------ SOURCE MATERIAL ------

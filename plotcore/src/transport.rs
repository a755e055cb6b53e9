use std::cell::RefCell;
use std::collections::VecDeque;
use std::convert::Infallible;
use std::rc::Rc;

use embedded_hal_v0::serial;
use thiserror::Error;

/// Default capacity of the inbound line buffer, in bytes.
pub const LINE_CAPACITY: usize = 96;

/// Line-oriented view of a byte-oriented duplex channel.
///
/// Inbound bytes are accumulated until a line terminator (`\n` or `\r`)
/// arrives. Neither [LineTransport::poll] nor [LineTransport::send] ever
/// blocks; a channel with nothing to read is a normal, empty poll.
///
/// # Type Parameters
///
/// - `C`: The byte channel.
/// - `N`: Capacity of the line buffer, in bytes.
pub struct LineTransport<C, const N: usize = LINE_CAPACITY> {
    channel: C,
    buffer: heapless::String<N>,
    overflowed: bool,
}
impl<C, E, const N: usize> LineTransport<C, N>
where
    C: serial::Read<u8, Error = E> + serial::Write<u8, Error = E>,
{
    /// Creates a new LineTransport.
    pub fn new(channel: C) -> Self {
        Self {
            channel,
            buffer: heapless::String::new(),
            overflowed: false,
        }
    }

    /// Reads whatever is available, returning at most one complete line.
    ///
    /// A partial line stays buffered until a later poll completes it. Empty
    /// lines are skipped, so `\r\n` and `\n\r` endings both work.
    ///
    /// # Returns
    ///
    /// - `Ok(Some(line))`: a complete line (without terminator).
    /// - `Ok(None)`: no complete line is available yet.
    /// - `Err(TransportError::LineTooLong)`: a line overflowed the buffer;
    ///   it has been discarded up to its terminator.
    /// - `Err(TransportError::Channel(_))`: the channel failed.
    pub fn poll(
        &mut self,
    ) -> Result<Option<heapless::String<N>>, TransportError<E>> {
        loop {
            let byte = match self.channel.read() {
                Ok(byte) => byte,
                Err(nb::Error::WouldBlock) => return Ok(None),
                Err(nb::Error::Other(error)) => {
                    return Err(TransportError::Channel(error))
                }
            };

            match byte {
                b'\n' | b'\r' => {
                    if self.overflowed {
                        self.overflowed = false;
                        self.buffer.clear();
                        return Err(TransportError::LineTooLong);
                    }
                    if !self.buffer.is_empty() {
                        return Ok(Some(core::mem::take(&mut self.buffer)));
                    }
                }
                _ if self.overflowed => {}
                _ => {
                    if self.buffer.push(byte as char).is_err() {
                        self.overflowed = true;
                        self.buffer.clear();
                    }
                }
            }
        }
    }

    /// Writes `text` to the channel.
    ///
    /// There is no retry: if the channel cannot take a byte, the rest of
    /// the text is dropped and `TransportError::WouldBlock` is returned.
    pub fn send(&mut self, text: &str) -> Result<(), TransportError<E>> {
        for byte in text.bytes() {
            match self.channel.write(byte) {
                Ok(()) => {}
                Err(nb::Error::WouldBlock) => {
                    return Err(TransportError::WouldBlock)
                }
                Err(nb::Error::Other(error)) => {
                    return Err(TransportError::Channel(error))
                }
            }
        }
        match self.channel.flush() {
            Ok(()) | Err(nb::Error::WouldBlock) => Ok(()),
            Err(nb::Error::Other(error)) => Err(TransportError::Channel(error)),
        }
    }

    /// The underlying channel.
    pub fn channel(&self) -> &C {
        &self.channel
    }

    /// A line has been started but not yet terminated.
    pub fn has_partial_line(&self) -> bool {
        !self.buffer.is_empty() || self.overflowed
    }
}

/// Errors that might occur on a line transport.
#[derive(Error, Debug, PartialEq, Eq)]
pub enum TransportError<E> {
    /// An inbound line did not fit the line buffer.
    #[error("inbound line too long")]
    LineTooLong,
    /// The channel could not accept the whole response.
    #[error("channel would block")]
    WouldBlock,
    /// The channel itself failed.
    #[error("channel error: {0:?}")]
    Channel(E),
}

/// One direction of an in-memory duplex link.
type Pipe = Rc<RefCell<VecDeque<u8>>>;

/// One end of an in-memory duplex byte channel.
///
/// Create a connected pair with [duplex]. Bytes written to one end are read
/// from the other. Reads never block; an empty pipe is `WouldBlock`.
#[derive(Debug)]
pub struct DuplexEnd {
    rx: Pipe,
    tx: Pipe,
}
impl DuplexEnd {
    /// Queues text for the other end to read.
    pub fn write_str(&mut self, text: &str) {
        self.tx.borrow_mut().extend(text.bytes());
    }

    /// Drains everything the other end has written so far.
    pub fn read_available(&mut self) -> String {
        let bytes: Vec<u8> = self.rx.borrow_mut().drain(..).collect();
        String::from_utf8_lossy(&bytes).into_owned()
    }
}

/// Creates a connected pair of in-memory channel ends.
///
/// By convention the first end is given to the device (the transport) and the
/// second is kept by the host (the sender).
pub fn duplex() -> (DuplexEnd, DuplexEnd) {
    let a: Pipe = Rc::default();
    let b: Pipe = Rc::default();
    (
        DuplexEnd {
            rx: a.clone(),
            tx: b.clone(),
        },
        DuplexEnd { rx: b, tx: a },
    )
}

impl serial::Read<u8> for DuplexEnd {
    type Error = Infallible;

    fn read(&mut self) -> nb::Result<u8, Self::Error> {
        self.rx.borrow_mut().pop_front().ok_or(nb::Error::WouldBlock)
    }
}

impl serial::Write<u8> for DuplexEnd {
    type Error = Infallible;

    fn write(&mut self, word: u8) -> nb::Result<(), Self::Error> {
        self.tx.borrow_mut().push_back(word);
        Ok(())
    }

    fn flush(&mut self) -> nb::Result<(), Self::Error> {
        Ok(())
    }
}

------

Among the lines of the material, find those that hold the word "VecDeque" and copy them.

(WRITTEN ANSWER):
use std::collections::VecDeque;
type Pipe = Rc<RefCell<VecDeque<u8>>>;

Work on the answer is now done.